▶ _DESCRIPTION OF THE TASK_
Search the records below for the word "GeneratedDestination", then return every line where it appears.

Items from a dataset

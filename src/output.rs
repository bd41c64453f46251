//! CLI output formatting for every command.
//!
//! Output is **destination-centric**: each gallery is shown by its position
//! and display name, with the outcome on the header line and supporting
//! detail (failed attempts, paths) on indented context lines.
//!
//! # Output Format
//!
//! ## Resolve
//!
//! ```text
//! 001 Australia → api (24 photos)
//!     Skipped: onedrive: request to https://... failed with HTTP 404
//! 002 Dubai → No Photos Yet
//!     local: empty manifest: data/dubai.json has no usable photos
//! 003 Bali → Coming Soon
//! 004 Japan → Album https://1drv.ms/f/s!abc
//! ```
//!
//! ## Build
//!
//! ```text
//! Home → index.html
//! 001 Australia → australia/index.html (24 photo pages)
//! 002 Dubai → dubai/index.html (No Photos Yet)
//!
//! Generated 2 destinations, 24 photo pages
//! ```
//!
//! ## Sync
//!
//! ```text
//! Synced 2 photos for australia (1 copied, 1 unchanged)
//!     Images: content/images/australia
//!     Manifest: content/data/australia.json
//! 001 harbour bridge
//!     Source: harbour-bridge.jpg
//! ```
//!
//! # Architecture
//!
//! Each command has a `format_*` function (returns `Vec<String>`) for
//! testability and a `print_*` wrapper that writes to stdout. Format functions
//! are pure: no I/O, no side effects.

use crate::config::GalleryConfig;
use crate::generate::GeneratedDestination;
use crate::resolve::{Resolution, SourceAttempt};
use crate::retitle::RetitleReport;
use crate::sync::SyncReport;
use crate::types::LoadState;

// ============================================================================
// Shared entity display helpers
// ============================================================================

/// Format a 1-based positional index as 3-digit zero-padded.
fn format_index(pos: usize) -> String {
    format!("{:0>3}", pos)
}

/// Return indentation string: 4 spaces per depth level.
fn indent(depth: usize) -> String {
    "    ".repeat(depth)
}

fn attempt_line(attempt: &SourceAttempt) -> String {
    format!("{}: {}", attempt.kind, attempt.message)
}

/// Short panel name for a resolution without photos.
fn outcome_label(resolution: &Resolution) -> String {
    match resolution {
        Resolution::Photos { source, photos, .. } => {
            format!("{} ({} photos)", source, photos.len())
        }
        Resolution::NoPhotos { .. } => "No Photos Yet".to_string(),
        Resolution::ComingSoon { .. } => "Coming Soon".to_string(),
        Resolution::Album { share_link } => format!("Album {share_link}"),
        Resolution::SourceFailed { attempt, .. } => format!("{} failed", attempt.kind),
    }
}

fn state_label(state: LoadState) -> &'static str {
    match state {
        LoadState::Success => "ok",
        LoadState::Empty => "No Photos Yet",
        LoadState::Missing | LoadState::Error => "Coming Soon",
    }
}

// ============================================================================
// Resolve
// ============================================================================

pub fn format_resolve_output(results: &[(GalleryConfig, Resolution)]) -> Vec<String> {
    let mut lines = Vec::new();
    for (i, (gallery, resolution)) in results.iter().enumerate() {
        lines.push(format!(
            "{} {} → {}",
            format_index(i + 1),
            gallery.destination_name,
            outcome_label(resolution)
        ));
        let skipped = matches!(resolution, Resolution::Photos { .. });
        for attempt in resolution.attempts() {
            if skipped {
                lines.push(format!("{}Skipped: {}", indent(1), attempt_line(attempt)));
            } else {
                lines.push(format!("{}{}", indent(1), attempt_line(attempt)));
            }
        }
        if !matches!(resolution, Resolution::Album { .. })
            && gallery.usable_api_endpoint().is_none()
            && gallery.usable_share_link().is_none()
            && gallery.usable_local_path().is_none()
        {
            lines.push(format!("{}No source configured", indent(1)));
        }
    }
    lines
}

pub fn print_resolve_output(results: &[(GalleryConfig, Resolution)]) {
    for line in format_resolve_output(results) {
        println!("{}", line);
    }
}

// ============================================================================
// Build
// ============================================================================

pub fn format_generate_output(generated: &[GeneratedDestination]) -> Vec<String> {
    let mut lines = vec!["Home → index.html".to_string()];
    let mut total_pages = 0;

    for (i, dest) in generated.iter().enumerate() {
        let detail = if dest.photo_pages > 0 {
            format!("{} photo pages", dest.photo_pages)
        } else {
            state_label(dest.state).to_string()
        };
        lines.push(format!(
            "{} {} → {}/index.html ({})",
            format_index(i + 1),
            dest.name,
            dest.slug,
            detail
        ));
        total_pages += dest.photo_pages;
    }

    lines.push(String::new());
    lines.push(format!(
        "Generated {} destinations, {} photo pages",
        generated.len(),
        total_pages
    ));
    lines
}

pub fn print_generate_output(generated: &[GeneratedDestination]) {
    for line in format_generate_output(generated) {
        println!("{}", line);
    }
}

// ============================================================================
// Sync / Retitle
// ============================================================================

pub fn format_sync_output(report: &SyncReport) -> Vec<String> {
    let mut lines = vec![
        format!(
            "Synced {} photos for {} ({} copied, {} unchanged)",
            report.rows.len(),
            report.trip,
            report.copied,
            report.unchanged
        ),
        format!("{}Images: {}", indent(1), report.image_dir.display()),
        format!("{}Manifest: {}", indent(1), report.manifest_path.display()),
    ];
    for (i, row) in report.rows.iter().enumerate() {
        lines.push(format!("{} {}", format_index(i + 1), row.title));
        lines.push(format!("{}Source: {}", indent(1), row.name));
    }
    lines
}

pub fn print_sync_output(report: &SyncReport) {
    for line in format_sync_output(report) {
        println!("{}", line);
    }
}

pub fn format_retitle_output(report: &RetitleReport) -> Vec<String> {
    vec![format!(
        "Updated {} titles in {}",
        report.updated,
        report.manifest_path.display()
    )]
}

pub fn print_retitle_output(report: &RetitleReport) {
    for line in format_retitle_output(report) {
        println!("{}", line);
    }
}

▶ _PROBLEM SOLUTION_
use crate::generate::GeneratedDestination;
pub fn format_generate_output(generated: &[GeneratedDestination]) -> Vec<String> {
pub fn print_generate_output(generated: &[GeneratedDestination]) {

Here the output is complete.